● **What is expected**:
Take the data that follows and retype it word for word.

● **Dataset entries**:
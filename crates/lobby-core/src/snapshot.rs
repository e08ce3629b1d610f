//! Snapshot fetch and wholesale roster replacement.
//!
//! Every refresh asks the presence service who is on the channel right now
//! and replaces the roster with the answer. Replacement (rather than a
//! union) is what clears out participants whose leave event we never saw.
//!
//! Fetches may overlap when the service is slower than the refresh
//! interval, so each one is tagged with a sequence number from a
//! [`SnapshotGate`]. A result older than the last applied snapshot is
//! dropped instead of rolling the roster back.

use std::time::Duration;

use lobby_types::ParticipantId;
use tracing::debug;

use crate::error::{LobbyError, millis};
use crate::roster::{Roster, RosterChange};
use crate::transport::PresenceTransport;

/// Issues snapshot sequence numbers and remembers the newest one applied.
#[derive(Debug, Clone, Default)]
pub struct SnapshotGate {
    issued: u64,
    applied: Option<u64>,
}

impl SnapshotGate {
    /// Create a gate with nothing issued or applied.
    pub const fn new() -> Self {
        Self {
            issued: 0,
            applied: None,
        }
    }

    /// Reserve the sequence number for a fetch about to be issued.
    pub const fn issue(&mut self) -> u64 {
        self.issued = self.issued.saturating_add(1);
        self.issued
    }

    /// Whether a snapshot has ever been applied.
    ///
    /// The event reconciler only runs once this is `true`.
    pub const fn bootstrapped(&self) -> bool {
        self.applied.is_some()
    }

    /// Sequence number of the newest applied snapshot.
    pub const fn latest_applied(&self) -> Option<u64> {
        self.applied
    }

    /// Record `seq` as applied if it is newer than anything applied so far.
    ///
    /// Returns `false` for stale results, which must be discarded.
    pub fn accept(&mut self, seq: u64) -> bool {
        match self.applied {
            Some(latest) if seq <= latest => false,
            _ => {
                self.applied = Some(seq);
                true
            }
        }
    }
}

/// What happened to one completed fetch.
#[derive(Debug)]
pub enum SnapshotOutcome {
    /// The roster was replaced.
    Applied {
        /// Difference between the old and new roster.
        change: RosterChange,
        /// `true` if this was the first snapshot ever applied.
        bootstrap: bool,
    },
    /// A newer snapshot had already been applied; this one was dropped.
    Stale {
        /// Sequence number of the dropped result.
        seq: u64,
        /// Sequence number of the snapshot already in place.
        latest: u64,
    },
    /// The fetch failed; the roster is unchanged.
    Failed(LobbyError),
}

/// Query the transport for the channel's current occupants.
///
/// The query is bounded by `timeout`; expiry is reported as
/// [`LobbyError::Timeout`].
pub async fn fetch_presence<T: PresenceTransport>(
    transport: &T,
    channel: &str,
    timeout: Duration,
) -> Result<Vec<ParticipantId>, LobbyError> {
    let here_now = tokio::time::timeout(timeout, transport.here_now(channel))
        .await
        .map_err(|_elapsed| LobbyError::Timeout {
            operation: "here_now",
            timeout_ms: millis(timeout),
        })??;

    debug!(
        channel = channel,
        total_occupancy = here_now.total_occupancy,
        listed = here_now.occupants.len(),
        "here_now snapshot received"
    );

    Ok(here_now.identifiers())
}

/// Fold a completed fetch into the roster.
pub fn apply_snapshot(
    roster: &mut Roster,
    gate: &mut SnapshotGate,
    seq: u64,
    result: Result<Vec<ParticipantId>, LobbyError>,
) -> SnapshotOutcome {
    let members = match result {
        Ok(members) => members,
        Err(e) => return SnapshotOutcome::Failed(e),
    };

    let bootstrap = !gate.bootstrapped();
    if !gate.accept(seq) {
        return SnapshotOutcome::Stale {
            seq,
            latest: gate.latest_applied().unwrap_or(seq),
        };
    }

    SnapshotOutcome::Applied {
        change: roster.replace_all(members),
        bootstrap,
    }
}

● **Written solution**:
filename crates/lobby-core/src/snapshot.rs
repository e08ce3629b1d610f
//! Snapshot fetch and wholesale roster replacement.
//!
//! Every refresh asks the presence service who is on the channel right now
//! and replaces the roster with the answer. Replacement (rather than a
//! union) is what clears out participants whose leave event we never saw.
//!
//! Fetches may overlap when the service is slower than the refresh
//! interval, so each one is tagged with a sequence number from a
//! [`SnapshotGate`]. A result older than the last applied snapshot is
//! dropped instead of rolling the roster back.

use std::time::Duration;

use lobby_types::ParticipantId;
use tracing::debug;

use crate::error::{LobbyError, millis};
use crate::roster::{Roster, RosterChange};
use crate::transport::PresenceTransport;

/// Issues snapshot sequence numbers and remembers the newest one applied.
#[derive(Debug, Clone, Default)]
pub struct SnapshotGate {
    issued: u64,
    applied: Option<u64>,
}

impl SnapshotGate {
    /// Create a gate with nothing issued or applied.
    pub const fn new() -> Self {
        Self {
            issued: 0,
            applied: None,
        }
    }

    /// Reserve the sequence number for a fetch about to be issued.
    pub const fn issue(&mut self) -> u64 {
        self.issued = self.issued.saturating_add(1);
        self.issued
    }

    /// Whether a snapshot has ever been applied.
    ///
    /// The event reconciler only runs once this is `true`.
    pub const fn bootstrapped(&self) -> bool {
        self.applied.is_some()
    }

    /// Sequence number of the newest applied snapshot.
    pub const fn latest_applied(&self) -> Option<u64> {
        self.applied
    }

    /// Record `seq` as applied if it is newer than anything applied so far.
    ///
    /// Returns `false` for stale results, which must be discarded.
    pub fn accept(&mut self, seq: u64) -> bool {
        match self.applied {
            Some(latest) if seq <= latest => false,
            _ => {
                self.applied = Some(seq);
                true
            }
        }
    }
}

/// What happened to one completed fetch.
#[derive(Debug)]
pub enum SnapshotOutcome {
    /// The roster was replaced.
    Applied {
        /// Difference between the old and new roster.
        change: RosterChange,
        /// `true` if this was the first snapshot ever applied.
        bootstrap: bool,
    },
    /// A newer snapshot had already been applied; this one was dropped.
    Stale {
        /// Sequence number of the dropped result.
        seq: u64,
        /// Sequence number of the snapshot already in place.
        latest: u64,
    },
    /// The fetch failed; the roster is unchanged.
    Failed(LobbyError),
}

/// Query the transport for the channel's current occupants.
///
/// The query is bounded by `timeout`; expiry is reported as
/// [`LobbyError::Timeout`].
pub async fn fetch_presence<T: PresenceTransport>(
    transport: &T,
    channel: &str,
    timeout: Duration,
) -> Result<Vec<ParticipantId>, LobbyError> {
    let here_now = tokio::time::timeout(timeout, transport.here_now(channel))
        .await
        .map_err(|_elapsed| LobbyError::Timeout {
            operation: "here_now",
            timeout_ms: millis(timeout),
        })??;

    debug!(
        channel = channel,
        total_occupancy = here_now.total_occupancy,
        listed = here_now.occupants.len(),
        "here_now snapshot received"
    );

    Ok(here_now.identifiers())
}

/// Fold a completed fetch into the roster.
pub fn apply_snapshot(
    roster: &mut Roster,
    gate: &mut SnapshotGate,
    seq: u64,
    result: Result<Vec<ParticipantId>, LobbyError>,
) -> SnapshotOutcome {
    let members = match result {
        Ok(members) => members,
        Err(e) => return SnapshotOutcome::Failed(e),
    };

    let bootstrap = !gate.bootstrapped();
    if !gate.accept(seq) {
        return SnapshotOutcome::Stale {
            seq,
            latest: gate.latest_applied().unwrap_or(seq),
        };
    }

    SnapshotOutcome::Applied {
        change: roster.replace_all(members),
        bootstrap,
    }
}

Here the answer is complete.